Perché è stato fondamentale partire subito con il referendum del 22 e 23 marzo?

“Abbiamo apprezzato la sensibilità del Ministero dell’Interno. Da parte loro c’era il timore che servisse una riforma della legge elettorale, ma abbiamo spiegato che bastavano degli ‘accomodamenti ragionevoli’. È la grande novità della riforma della disabilità entrata in vigore nel 2024: misure pratiche che permettono l'esercizio dei diritti. Non potevamo aspettare: era giusto che queste persone potessero votare già da questo weekend”.

La presenza dell'onorevole Ciocchetti è il segnale di una stagione di riforme strutturali sull’accessibilità digitale?

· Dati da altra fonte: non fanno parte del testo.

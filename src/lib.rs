//! Polynomial-ring algebra for lattice-based post-quantum primitives.
//!
//! Ring elements come in two kinds: [`Polynomial`] keeps exact integer
//! coefficients in Z[X]/(X^N+1), [`ModPolynomial`] lives in Zq[X]/(X^N+1) and
//! multiplies through the number-theoretic transform of its [`Ring`].
//! Vectors and matrices accept either kind and promote mixed operands.

pub mod error;
pub mod math;

pub use error::{AlgebraError, Result};
pub use math::{
    decompose::Rounding,
    element::{RingElement, Unify},
    encode::{Decode, Encode},
    matrix::Matrix,
    params::{RingParams, DILITHIUM, TEST_RING},
    poly::Polynomial,
    poly_q::ModPolynomial,
    ring::{NttRing, Ring, RingContext},
    sampling::UniformSampler,
    toeplitz::{big_toeplitz, toeplitz, BlockToeplitz},
    vector::Vector,
};
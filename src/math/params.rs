use std::sync::Arc;

use super::{
    ntt::is_power_of_two,
    prime::is_prime,
    ring::{NttRing, Ring},
};
use crate::error::{AlgebraError, Result};

/// Degree and modulus of a ring Zq[X]/(X^N+1).
#[derive(Debug, Clone, Copy, PartialEq, Eq, Hash)]
pub struct RingParams {
    pub degree: usize,
    pub modulus: u64,
}

/// Dilithium: N = 256, q = 2^23 - 2^13 + 1
pub const DILITHIUM: RingParams = RingParams::new(256, 8380417);

/// N = 128 with a 32-bit NTT-friendly prime
pub const TEST_RING: RingParams = RingParams::new(128, 4294954753);

/// Dropped bits in Dilithium's Power2Round.
pub const DILITHIUM_D: u32 = 13;
/// Low-order rounding range gamma2 = (q-1)/88 (Dilithium2).
pub const DILITHIUM_GAMMA2_88: u64 = (8380417 - 1) / 88;
/// Low-order rounding range gamma2 = (q-1)/32 (Dilithium3, Dilithium5).
pub const DILITHIUM_GAMMA2_32: u64 = (8380417 - 1) / 32;

const MAX_MODULUS: u64 = 1 << 62;

impl RingParams {
    pub const fn new(degree: usize, modulus: u64) -> Self {
        Self { degree, modulus }
    }

    pub fn validate(&self) -> Result<()> {
        let (n, q) = (self.degree, self.modulus);
        if n < 2 || !is_power_of_two(n) {
            return Err(AlgebraError::InvalidParameters(format!(
                "degree {} is not a power of two >= 2",
                n
            )));
        }
        if q <= 2 || q >= MAX_MODULUS {
            return Err(AlgebraError::InvalidParameters(format!(
                "modulus {} outside (2, 2^62)",
                q
            )));
        }
        if !is_prime(q) {
            return Err(AlgebraError::InvalidParameters(format!(
                "modulus {} is not prime",
                q
            )));
        }
        if (q - 1) % (2 * n as u64) != 0 {
            return Err(AlgebraError::InvalidParameters(format!(
                "modulus {} is not 1 mod 2N = {}",
                q,
                2 * n
            )));
        }
        Ok(())
    }

    /// Builds a shared ring handle backed by the negacyclic NTT.
    pub fn build(&self) -> Result<Ring> {
        Ok(Arc::new(NttRing::new(*self)?))
    }
}

#[cfg(test)]
mod tests {
    use super::*;

    #[test]
    fn test_presets_build() {
        let ring = DILITHIUM.build().unwrap();
        assert_eq!(ring.degree(), 256);
        assert_eq!(ring.modulus(), 8380417);

        let ring = TEST_RING.build().unwrap();
        assert_eq!(ring.degree(), 128);
        assert_eq!(ring.modulus(), 4294954753);

        assert_eq!(DILITHIUM_GAMMA2_88, 95232);
        assert_eq!(DILITHIUM_GAMMA2_32, 261888);
    }

    #[test]
    fn test_invalid_params() {
        for params in [
            RingParams::new(100, 8380417),
            RingParams::new(0, 8380417),
            RingParams::new(256, 8380419),
            RingParams::new(256, 2),
            // prime, but 3329 - 1 is not divisible by 512
            RingParams::new(256, 3329),
        ] {
            assert!(matches!(
                params.build(),
                Err(AlgebraError::InvalidParameters(_))
            ));
        }
        assert!(RingParams::new(8, 17).build().is_ok());
    }
}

“L’onorevole Ciocchetti presiede un Intergruppo che unisce tutte le forze politiche. L’Autorità Garante ha fatto da volano affinché il Ministero dell'Interno emanasse questa circolare, che è però solo un primo passo. L’obiettivo futuro è estendere il voto assistito anche a chi ha disabilità intellettive o del neurosviluppo, che oggi sono ancora esclusi. Oggi la legge permette l'accompagnatore solo per impedimenti fisici evidenti, come cecità, paralisi o impossibilità nell’uso delle mani; noi vogliamo estenderlo ai casi in cui la disabilità intellettiva impedisce materialmente il voto, garantendo sempre che la scelta resti personale e libera”.

Cosa si sente di dire ai presidenti di seggio che domenica dovranno gestire questa novità?

“Il Ministero e le Prefetture hanno lavorato intensamente per far arrivare la circolare in tempo. Ai presidenti chiedo di usare il buon senso: applicate l'accomodamento ragionevole per rendere effettivo il diritto. Senza la partecipazione politica, la valorizzazione delle persone con disabilità resterebbe solo un annuncio teorico”.

“Spesso senza accorgercene togliamo dignità alle persone disabili”

Dopo il seggio, c'è il programma elettorale: quando i partiti scriveranno in modo semplice (Easy to Read) per tutti?

“Qualcosa si muove: gli ultimi spot referendari in tv hanno usato termini più corretti, eliminando parole offensive come handicap o portatore di disabilità. In futuro vogliamo che tutta la documentazione elettorale sia accessibile anche in linguaggio semplificato o Comunicazione Aumentativa Alternativa. Non è una concessione caritatevole, come ancora troppo spesso si pensa, ma un cambio di ottica: dobbiamo mettere queste persone in condizione di esercitare ciò che spetta loro di diritto”.

Oltre il voto, quale altra sfida quotidiana vorrebbe rendere altrettanto semplice?

“Lavoriamo molto sull'inclusione scolastica e lavorativa: l'Italia ha buone leggi, ma la parità effettiva è ancora lontana. Inoltre già mercoledì 18 marzo affronteremo un tema cruciale in un convegno alla sede centrale dell’avvocatura dello Stato: il superamento di vecchi istituti come l'interdizione e l'inabilitazione, che trasformano la persona da "soggetto" a "oggetto" sostituendola con un tutore o un curatore. Dobbiamo rispettare l'autodeterminazione di ognuno, passando a un supporto che aiuti la persona senza cancellarne la volontà e la possibilità di autodeterminazione”.